*EXERCISE OBJECTIVE*.
Look through the records below, and whenever a line contains "Self", copy it.

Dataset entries
====
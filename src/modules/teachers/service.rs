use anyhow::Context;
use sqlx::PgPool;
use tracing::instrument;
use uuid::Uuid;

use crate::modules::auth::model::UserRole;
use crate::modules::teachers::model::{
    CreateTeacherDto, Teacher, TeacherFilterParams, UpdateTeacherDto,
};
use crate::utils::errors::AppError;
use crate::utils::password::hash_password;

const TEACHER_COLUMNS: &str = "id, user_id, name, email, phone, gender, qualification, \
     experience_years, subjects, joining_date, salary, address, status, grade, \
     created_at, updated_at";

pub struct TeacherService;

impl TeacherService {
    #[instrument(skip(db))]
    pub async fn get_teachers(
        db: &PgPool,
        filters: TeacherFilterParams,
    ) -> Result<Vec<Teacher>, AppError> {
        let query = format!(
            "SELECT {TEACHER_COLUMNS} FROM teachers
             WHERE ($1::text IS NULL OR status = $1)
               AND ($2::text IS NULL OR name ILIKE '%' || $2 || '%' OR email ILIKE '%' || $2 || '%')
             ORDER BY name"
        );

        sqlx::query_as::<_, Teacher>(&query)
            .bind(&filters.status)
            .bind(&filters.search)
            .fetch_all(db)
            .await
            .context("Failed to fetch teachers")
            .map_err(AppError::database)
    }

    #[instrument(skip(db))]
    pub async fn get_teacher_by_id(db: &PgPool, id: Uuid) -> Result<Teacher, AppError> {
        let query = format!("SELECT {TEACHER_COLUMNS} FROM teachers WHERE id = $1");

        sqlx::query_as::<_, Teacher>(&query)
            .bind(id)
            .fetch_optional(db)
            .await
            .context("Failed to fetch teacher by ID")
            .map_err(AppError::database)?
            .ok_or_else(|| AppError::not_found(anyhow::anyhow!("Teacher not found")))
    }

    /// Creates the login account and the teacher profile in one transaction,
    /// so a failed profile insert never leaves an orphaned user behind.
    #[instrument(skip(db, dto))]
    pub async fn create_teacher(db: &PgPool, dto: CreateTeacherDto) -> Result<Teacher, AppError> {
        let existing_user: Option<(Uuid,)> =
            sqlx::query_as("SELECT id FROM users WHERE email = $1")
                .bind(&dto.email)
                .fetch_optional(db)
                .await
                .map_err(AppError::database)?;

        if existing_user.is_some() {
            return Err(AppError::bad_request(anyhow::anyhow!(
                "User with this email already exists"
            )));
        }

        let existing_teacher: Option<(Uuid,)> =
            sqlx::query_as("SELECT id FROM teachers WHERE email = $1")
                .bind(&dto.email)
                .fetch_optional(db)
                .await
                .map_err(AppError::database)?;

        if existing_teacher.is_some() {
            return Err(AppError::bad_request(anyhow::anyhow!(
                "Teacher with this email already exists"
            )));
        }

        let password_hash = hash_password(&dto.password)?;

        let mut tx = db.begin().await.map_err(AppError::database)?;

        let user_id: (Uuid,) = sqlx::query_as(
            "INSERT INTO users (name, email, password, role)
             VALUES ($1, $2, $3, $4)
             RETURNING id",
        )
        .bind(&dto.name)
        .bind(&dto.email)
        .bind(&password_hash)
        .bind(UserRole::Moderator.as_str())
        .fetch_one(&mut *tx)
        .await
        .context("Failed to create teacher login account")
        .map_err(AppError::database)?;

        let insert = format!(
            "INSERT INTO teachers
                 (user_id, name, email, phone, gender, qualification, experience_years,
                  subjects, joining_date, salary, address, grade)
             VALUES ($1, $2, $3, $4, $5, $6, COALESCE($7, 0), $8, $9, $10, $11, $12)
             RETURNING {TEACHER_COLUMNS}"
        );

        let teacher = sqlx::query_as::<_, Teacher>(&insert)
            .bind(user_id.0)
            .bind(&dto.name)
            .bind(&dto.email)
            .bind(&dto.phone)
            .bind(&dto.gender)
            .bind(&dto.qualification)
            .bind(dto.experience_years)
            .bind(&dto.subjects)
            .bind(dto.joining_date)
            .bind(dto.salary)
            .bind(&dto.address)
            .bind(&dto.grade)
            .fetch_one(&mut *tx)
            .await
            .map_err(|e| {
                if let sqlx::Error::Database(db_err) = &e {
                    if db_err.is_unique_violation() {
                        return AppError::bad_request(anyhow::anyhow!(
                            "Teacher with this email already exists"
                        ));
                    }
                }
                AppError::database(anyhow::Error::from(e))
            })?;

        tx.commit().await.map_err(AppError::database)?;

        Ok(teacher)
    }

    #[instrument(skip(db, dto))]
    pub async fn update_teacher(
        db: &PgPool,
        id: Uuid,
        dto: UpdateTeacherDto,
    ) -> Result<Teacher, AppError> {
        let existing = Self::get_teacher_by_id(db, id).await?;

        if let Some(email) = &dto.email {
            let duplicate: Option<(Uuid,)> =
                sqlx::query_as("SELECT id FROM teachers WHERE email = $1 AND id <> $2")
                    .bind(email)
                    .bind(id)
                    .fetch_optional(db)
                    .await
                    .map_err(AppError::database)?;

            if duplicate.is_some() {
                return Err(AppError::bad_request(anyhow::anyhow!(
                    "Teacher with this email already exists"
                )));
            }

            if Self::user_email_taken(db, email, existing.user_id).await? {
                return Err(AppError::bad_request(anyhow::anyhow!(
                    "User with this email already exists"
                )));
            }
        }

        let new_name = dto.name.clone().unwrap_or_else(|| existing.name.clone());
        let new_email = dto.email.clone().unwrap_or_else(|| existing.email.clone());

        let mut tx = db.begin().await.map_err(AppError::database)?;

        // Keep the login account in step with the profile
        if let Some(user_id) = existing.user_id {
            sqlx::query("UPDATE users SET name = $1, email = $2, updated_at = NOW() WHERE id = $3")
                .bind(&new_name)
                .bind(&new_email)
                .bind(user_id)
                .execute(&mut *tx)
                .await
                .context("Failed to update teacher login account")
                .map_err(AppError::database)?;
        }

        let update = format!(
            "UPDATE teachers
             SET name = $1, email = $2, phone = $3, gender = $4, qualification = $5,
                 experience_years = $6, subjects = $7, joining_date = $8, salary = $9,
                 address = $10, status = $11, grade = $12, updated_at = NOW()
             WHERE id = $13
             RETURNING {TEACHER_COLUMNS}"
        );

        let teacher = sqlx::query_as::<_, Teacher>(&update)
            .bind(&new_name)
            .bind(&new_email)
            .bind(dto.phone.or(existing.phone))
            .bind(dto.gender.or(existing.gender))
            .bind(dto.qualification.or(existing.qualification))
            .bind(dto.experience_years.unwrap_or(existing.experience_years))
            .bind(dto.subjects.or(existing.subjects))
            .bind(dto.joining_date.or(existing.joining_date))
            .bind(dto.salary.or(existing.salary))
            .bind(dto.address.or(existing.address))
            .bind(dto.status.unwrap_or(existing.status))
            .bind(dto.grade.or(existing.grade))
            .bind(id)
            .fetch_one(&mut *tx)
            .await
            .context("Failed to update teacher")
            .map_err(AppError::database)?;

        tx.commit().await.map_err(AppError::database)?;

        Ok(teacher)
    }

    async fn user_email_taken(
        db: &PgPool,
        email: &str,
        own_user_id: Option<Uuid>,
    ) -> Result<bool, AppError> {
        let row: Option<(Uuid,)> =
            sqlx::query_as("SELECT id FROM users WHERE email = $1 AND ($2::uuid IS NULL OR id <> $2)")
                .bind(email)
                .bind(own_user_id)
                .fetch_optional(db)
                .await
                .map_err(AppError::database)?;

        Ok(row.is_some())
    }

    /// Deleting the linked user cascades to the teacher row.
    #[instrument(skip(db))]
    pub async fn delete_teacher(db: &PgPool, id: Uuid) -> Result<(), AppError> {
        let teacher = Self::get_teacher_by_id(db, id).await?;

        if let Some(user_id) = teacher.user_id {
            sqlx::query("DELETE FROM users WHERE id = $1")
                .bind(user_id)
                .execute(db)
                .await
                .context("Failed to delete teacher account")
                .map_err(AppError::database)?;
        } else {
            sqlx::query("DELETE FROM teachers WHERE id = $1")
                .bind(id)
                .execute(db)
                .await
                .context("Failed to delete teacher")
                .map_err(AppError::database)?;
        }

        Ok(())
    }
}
====
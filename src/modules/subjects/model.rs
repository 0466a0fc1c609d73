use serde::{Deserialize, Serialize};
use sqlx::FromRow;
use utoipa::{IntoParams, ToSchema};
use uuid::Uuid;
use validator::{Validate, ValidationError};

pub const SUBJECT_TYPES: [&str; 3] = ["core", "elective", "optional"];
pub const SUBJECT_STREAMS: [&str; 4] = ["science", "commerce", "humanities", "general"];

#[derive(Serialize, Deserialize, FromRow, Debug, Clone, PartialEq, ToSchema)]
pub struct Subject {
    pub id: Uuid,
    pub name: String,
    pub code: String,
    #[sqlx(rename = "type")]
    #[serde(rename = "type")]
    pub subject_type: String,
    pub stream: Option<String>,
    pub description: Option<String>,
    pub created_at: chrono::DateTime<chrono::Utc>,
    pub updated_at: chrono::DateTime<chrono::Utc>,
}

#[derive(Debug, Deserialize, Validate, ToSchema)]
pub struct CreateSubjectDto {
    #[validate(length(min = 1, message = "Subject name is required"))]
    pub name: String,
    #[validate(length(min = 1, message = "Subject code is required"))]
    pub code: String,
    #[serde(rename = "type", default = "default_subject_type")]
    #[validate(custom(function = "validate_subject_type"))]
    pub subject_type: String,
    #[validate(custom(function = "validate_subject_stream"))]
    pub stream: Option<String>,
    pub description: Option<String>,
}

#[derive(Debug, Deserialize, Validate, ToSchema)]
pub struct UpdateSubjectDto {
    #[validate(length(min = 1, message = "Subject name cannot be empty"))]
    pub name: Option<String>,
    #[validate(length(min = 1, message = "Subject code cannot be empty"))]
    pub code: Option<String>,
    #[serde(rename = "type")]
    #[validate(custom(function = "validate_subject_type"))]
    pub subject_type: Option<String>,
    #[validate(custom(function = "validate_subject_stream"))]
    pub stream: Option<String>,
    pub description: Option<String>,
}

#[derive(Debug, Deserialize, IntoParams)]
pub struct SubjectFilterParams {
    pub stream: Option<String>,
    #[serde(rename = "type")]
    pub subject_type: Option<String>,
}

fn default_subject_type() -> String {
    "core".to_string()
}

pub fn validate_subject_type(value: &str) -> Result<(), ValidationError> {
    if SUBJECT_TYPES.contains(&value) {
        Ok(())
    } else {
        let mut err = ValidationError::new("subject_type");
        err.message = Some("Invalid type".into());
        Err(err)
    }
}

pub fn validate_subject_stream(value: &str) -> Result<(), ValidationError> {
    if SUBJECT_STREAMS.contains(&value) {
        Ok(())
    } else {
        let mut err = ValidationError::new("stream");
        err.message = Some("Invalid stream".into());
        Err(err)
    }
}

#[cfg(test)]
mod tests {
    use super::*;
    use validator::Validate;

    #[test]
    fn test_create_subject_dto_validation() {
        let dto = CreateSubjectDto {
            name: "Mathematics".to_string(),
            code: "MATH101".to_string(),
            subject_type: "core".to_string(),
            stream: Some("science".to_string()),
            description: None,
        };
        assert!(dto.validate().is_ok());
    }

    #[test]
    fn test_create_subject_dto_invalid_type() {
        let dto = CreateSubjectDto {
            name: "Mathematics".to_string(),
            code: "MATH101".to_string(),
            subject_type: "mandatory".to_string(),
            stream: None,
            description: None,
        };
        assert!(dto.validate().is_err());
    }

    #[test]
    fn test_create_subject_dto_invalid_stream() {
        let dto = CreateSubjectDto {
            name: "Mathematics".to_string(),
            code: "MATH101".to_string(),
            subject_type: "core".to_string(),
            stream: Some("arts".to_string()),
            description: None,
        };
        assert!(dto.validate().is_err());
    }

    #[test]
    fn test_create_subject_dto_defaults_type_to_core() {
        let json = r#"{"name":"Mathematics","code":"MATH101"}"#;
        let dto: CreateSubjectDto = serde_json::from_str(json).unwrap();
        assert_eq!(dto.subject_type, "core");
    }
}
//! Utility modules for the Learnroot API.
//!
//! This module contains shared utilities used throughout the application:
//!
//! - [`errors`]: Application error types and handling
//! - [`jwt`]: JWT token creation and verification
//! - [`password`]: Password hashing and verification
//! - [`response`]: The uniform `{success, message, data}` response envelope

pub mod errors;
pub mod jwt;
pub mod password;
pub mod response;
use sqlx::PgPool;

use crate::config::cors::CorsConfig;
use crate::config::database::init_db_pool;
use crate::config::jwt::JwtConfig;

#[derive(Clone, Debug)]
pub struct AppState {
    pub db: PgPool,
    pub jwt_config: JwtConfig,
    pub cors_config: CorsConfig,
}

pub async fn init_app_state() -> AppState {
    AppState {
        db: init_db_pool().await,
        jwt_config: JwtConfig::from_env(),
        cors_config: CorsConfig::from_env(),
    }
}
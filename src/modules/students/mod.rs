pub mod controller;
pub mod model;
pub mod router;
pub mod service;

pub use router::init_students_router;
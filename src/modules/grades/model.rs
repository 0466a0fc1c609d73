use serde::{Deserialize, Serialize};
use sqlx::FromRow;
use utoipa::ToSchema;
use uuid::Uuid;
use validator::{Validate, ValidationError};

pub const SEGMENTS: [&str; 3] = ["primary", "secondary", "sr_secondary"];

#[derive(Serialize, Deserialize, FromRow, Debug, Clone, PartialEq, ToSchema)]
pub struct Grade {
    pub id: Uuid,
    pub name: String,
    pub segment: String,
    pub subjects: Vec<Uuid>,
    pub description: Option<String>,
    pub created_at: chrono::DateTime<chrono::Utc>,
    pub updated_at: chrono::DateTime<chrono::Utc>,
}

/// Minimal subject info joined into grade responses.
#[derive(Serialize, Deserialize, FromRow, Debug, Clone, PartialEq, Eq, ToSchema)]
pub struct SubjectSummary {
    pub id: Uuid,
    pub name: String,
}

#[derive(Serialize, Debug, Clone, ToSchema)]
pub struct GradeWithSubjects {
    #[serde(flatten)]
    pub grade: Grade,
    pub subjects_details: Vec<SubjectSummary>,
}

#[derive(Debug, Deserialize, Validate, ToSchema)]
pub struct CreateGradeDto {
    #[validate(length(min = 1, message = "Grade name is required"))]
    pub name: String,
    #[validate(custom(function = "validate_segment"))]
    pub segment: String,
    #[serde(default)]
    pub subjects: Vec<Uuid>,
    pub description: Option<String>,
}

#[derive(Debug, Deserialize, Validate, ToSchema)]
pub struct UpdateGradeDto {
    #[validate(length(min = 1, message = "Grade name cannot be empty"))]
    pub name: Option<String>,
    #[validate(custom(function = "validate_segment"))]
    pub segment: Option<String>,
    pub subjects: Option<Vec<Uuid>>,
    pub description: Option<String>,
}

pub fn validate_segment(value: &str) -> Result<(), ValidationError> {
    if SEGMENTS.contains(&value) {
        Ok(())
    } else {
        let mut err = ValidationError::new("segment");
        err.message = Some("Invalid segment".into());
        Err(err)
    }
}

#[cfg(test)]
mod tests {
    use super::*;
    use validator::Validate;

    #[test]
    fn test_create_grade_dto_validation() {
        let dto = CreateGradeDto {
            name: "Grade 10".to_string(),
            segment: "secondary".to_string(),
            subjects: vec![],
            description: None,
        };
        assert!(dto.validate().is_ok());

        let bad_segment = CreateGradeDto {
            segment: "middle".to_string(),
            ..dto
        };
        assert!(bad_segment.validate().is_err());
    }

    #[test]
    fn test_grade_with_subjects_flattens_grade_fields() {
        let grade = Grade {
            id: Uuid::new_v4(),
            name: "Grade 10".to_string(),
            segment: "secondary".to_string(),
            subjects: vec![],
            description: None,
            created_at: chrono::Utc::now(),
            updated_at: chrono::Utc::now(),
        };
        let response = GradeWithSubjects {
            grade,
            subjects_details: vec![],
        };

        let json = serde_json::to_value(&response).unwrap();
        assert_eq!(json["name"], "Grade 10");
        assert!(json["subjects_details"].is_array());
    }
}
====
*FINISHED TASK*.
        let existing = Self::get_teacher_by_id(db, id).await?;
            if Self::user_email_taken(db, email, existing.user_id).await? {
        let teacher = Self::get_teacher_by_id(db, id).await?;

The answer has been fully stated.